The Academy Award is amending its rules about the number of producers allowed for best picture nominees and winners.
Washington, June 14 : The Academy Award is amending its rules about the number of producers allowed for best picture nominees and winners.
After controversies over a limit on how many producers may be nominated for a best picture Oscar, the Academy of Motion Picture Arts and Sciences announced on June 13 that it had modified the rules to allow for more than three nominees.
In its announcement, the Academy restated that only "three or fewer producers who have performed the major portion of the producing functions" are qualified to be nominated for best picture, but now there's an exception.
The board approved the producers branch executive committee's proposal that, in an exceptional and extraordinary circumstance, an additional qualified producer can be a nominee.
"The committee and the governors believe strongly that it's very important to have a limit on the number of producers who can be nominated and potentially receive an Oscar statuette," Variety quoted Academy president Sid Ganis, as saying.

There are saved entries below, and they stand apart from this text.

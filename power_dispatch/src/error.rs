use crate::QueryClass;

/// Errors that can occur while discovering the sockets of the node.
#[derive(Debug, thiserror::Error)]
pub enum TopologyError {
    #[error("failed to read {path}: {source}")]
    Read { path: String, source: std::io::Error },

    #[error("failed to parse {path}: {detail}")]
    Parse { path: String, detail: String },

    #[error("no cpu socket found under {path}")]
    NotFound { path: String },
}

/// Failure of a hardware operation, reported by a [`crate::Backend`].
#[derive(Debug, thiserror::Error)]
pub enum BackendError {
    /// The backend does not implement this query on this platform.
    #[error("{query} is not supported by the {backend} backend")]
    Unsupported { backend: &'static str, query: QueryClass },

    /// The file or device that this query relies on does not exist.
    #[error("not available: {path}")]
    NotAvailable { path: String },

    #[error("failed to access {path}: {source}")]
    Io { path: String, source: std::io::Error },

    #[error("failed to parse value from {path}: {detail}")]
    Parse { path: String, detail: String },

    /// The hardware (or the kernel) refused the request.
    #[error("request rejected with status {code}: {reason}")]
    Rejected { code: i32, reason: String },
}

impl BackendError {
    pub(crate) fn io(path: impl Into<String>, source: std::io::Error) -> BackendError {
        BackendError::Io {
            path: path.into(),
            source,
        }
    }

    /// The non-zero status code forwarded to the callers of the dispatch layer.
    pub fn status(&self) -> i32 {
        match self {
            BackendError::Io { source, .. } => source.raw_os_error().map(|e| -e).unwrap_or(-1),
            BackendError::NotAvailable { .. } => -2,
            BackendError::Unsupported { .. } => -3,
            BackendError::Parse { .. } => -4,
            BackendError::Rejected { code, .. } => *code,
        }
    }
}

#[derive(Debug, thiserror::Error)]
pub enum DispatchError {
    /// The socket id is outside of `0..count`. No backend call has been made.
    #[error("invalid socket id {id}: this node has {count} socket(s)")]
    InvalidSocket { id: i32, count: usize },

    #[error("socket {socket}: {source}")]
    Backend { socket: u32, source: BackendError },

    #[error("failed to write the query output: {0}")]
    Output(#[from] std::io::Error),
}

/// `-EINVAL`
pub const INVALID_ARGUMENT: i32 = -22;

impl DispatchError {
    pub fn status(&self) -> i32 {
        match self {
            DispatchError::InvalidSocket { .. } => INVALID_ARGUMENT,
            DispatchError::Backend { source, .. } => source.status(),
            DispatchError::Output(e) => e.raw_os_error().map(|e| -e).unwrap_or(-1),
        }
    }
}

"But we also recognize that a truly unique situation could arise, and we want to have just enough flexibility to allow for that rare occurrence," Ganis added.
The Academy imposed a rule in 2000 that limited each nominated film to three credited producers who could claim statuettes.
That limit led to internal strife and lawsuits from people who felt they were denied credit and Oscars.
Other approved changes include the definition of an animated feature film, which must be at least 70 minutes long and use a frame-by-frame technique to create characters' movements, and that two production designers or set decorators could be nominated for their art-direction work on a given film.